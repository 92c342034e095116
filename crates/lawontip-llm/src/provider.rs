use std::future::Future;
use std::pin::Pin;

use futures_core::Stream;
use serde::{Deserialize, Serialize};

use crate::error::LlmError;

pub type ChatStream = Pin<Box<dyn Stream<Item = Result<String, LlmError>> + Send>>;

#[derive(Clone, Copy, Debug, PartialEq, Eq, Serialize, Deserialize)]
#[serde(rename_all = "lowercase")]
pub enum Role {
    System,
    User,
    Assistant,
}

impl Role {
    #[must_use]
    pub fn as_str(self) -> &'static str {
        match self {
            Self::System => "system",
            Self::User => "user",
            Self::Assistant => "assistant",
        }
    }
}

#[derive(Clone, Debug, PartialEq, Eq, Serialize, Deserialize)]
pub struct Message {
    pub role: Role,
    pub content: String,
}

impl Message {
    #[must_use]
    pub fn system(content: impl Into<String>) -> Self {
        Self {
            role: Role::System,
            content: content.into(),
        }
    }

    #[must_use]
    pub fn user(content: impl Into<String>) -> Self {
        Self {
            role: Role::User,
            content: content.into(),
        }
    }

    #[must_use]
    pub fn assistant(content: impl Into<String>) -> Self {
        Self {
            role: Role::Assistant,
            content: content.into(),
        }
    }
}

/// What the embedded text is used for. Hosted embedding models produce slightly
/// different vectors for stored passages and for search queries.
#[derive(Clone, Copy, Debug, PartialEq, Eq)]
pub enum EmbedTask {
    Document,
    Query,
}

/// Turns text into fixed-dimension vectors.
pub trait Embedder: Send + Sync {
    /// Embed a single text.
    ///
    /// # Errors
    ///
    /// Returns an error if the embedding service rejects the request or is unreachable.
    fn embed(
        &self,
        text: &str,
        task: EmbedTask,
    ) -> impl Future<Output = Result<Vec<f32>, LlmError>> + Send;

    /// Embed several texts, preserving order. The default issues one request per text.
    ///
    /// # Errors
    ///
    /// Returns the first error encountered.
    fn embed_batch(
        &self,
        texts: &[String],
        task: EmbedTask,
    ) -> impl Future<Output = Result<Vec<Vec<f32>>, LlmError>> + Send {
        async move {
            let mut out = Vec::with_capacity(texts.len());
            for text in texts {
                out.push(self.embed(text, task).await?);
            }
            Ok(out)
        }
    }

    /// Embedding model identifier, recorded alongside persisted vectors.
    fn model(&self) -> &str;

    fn name(&self) -> &str;
}

/// Generates assistant replies from chat messages.
pub trait Completer: Send + Sync {
    /// Send messages and return the full assistant response.
    ///
    /// # Errors
    ///
    /// Returns an error if the provider fails to communicate or the response is invalid.
    fn complete(&self, messages: &[Message]) -> impl Future<Output = Result<String, LlmError>> + Send;

    /// Send messages and return the response as a stream of text deltas.
    ///
    /// # Errors
    ///
    /// Returns an error if the request could not be started.
    fn complete_stream(
        &self,
        messages: &[Message],
    ) -> impl Future<Output = Result<ChatStream, LlmError>> + Send;

    fn supports_streaming(&self) -> bool;

    fn model(&self) -> &str;

    fn name(&self) -> &str;
}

PROBLEM DETAILS:
Find the word "PartialEq" in the entries, and copy every line it shows up in.

EXERCISE RESPONSE:
#[derive(Clone, Copy, Debug, PartialEq, Eq, Serialize, Deserialize)]
#[derive(Clone, Debug, PartialEq, Eq, Serialize, Deserialize)]
#[derive(Clone, Copy, Debug, PartialEq, Eq)]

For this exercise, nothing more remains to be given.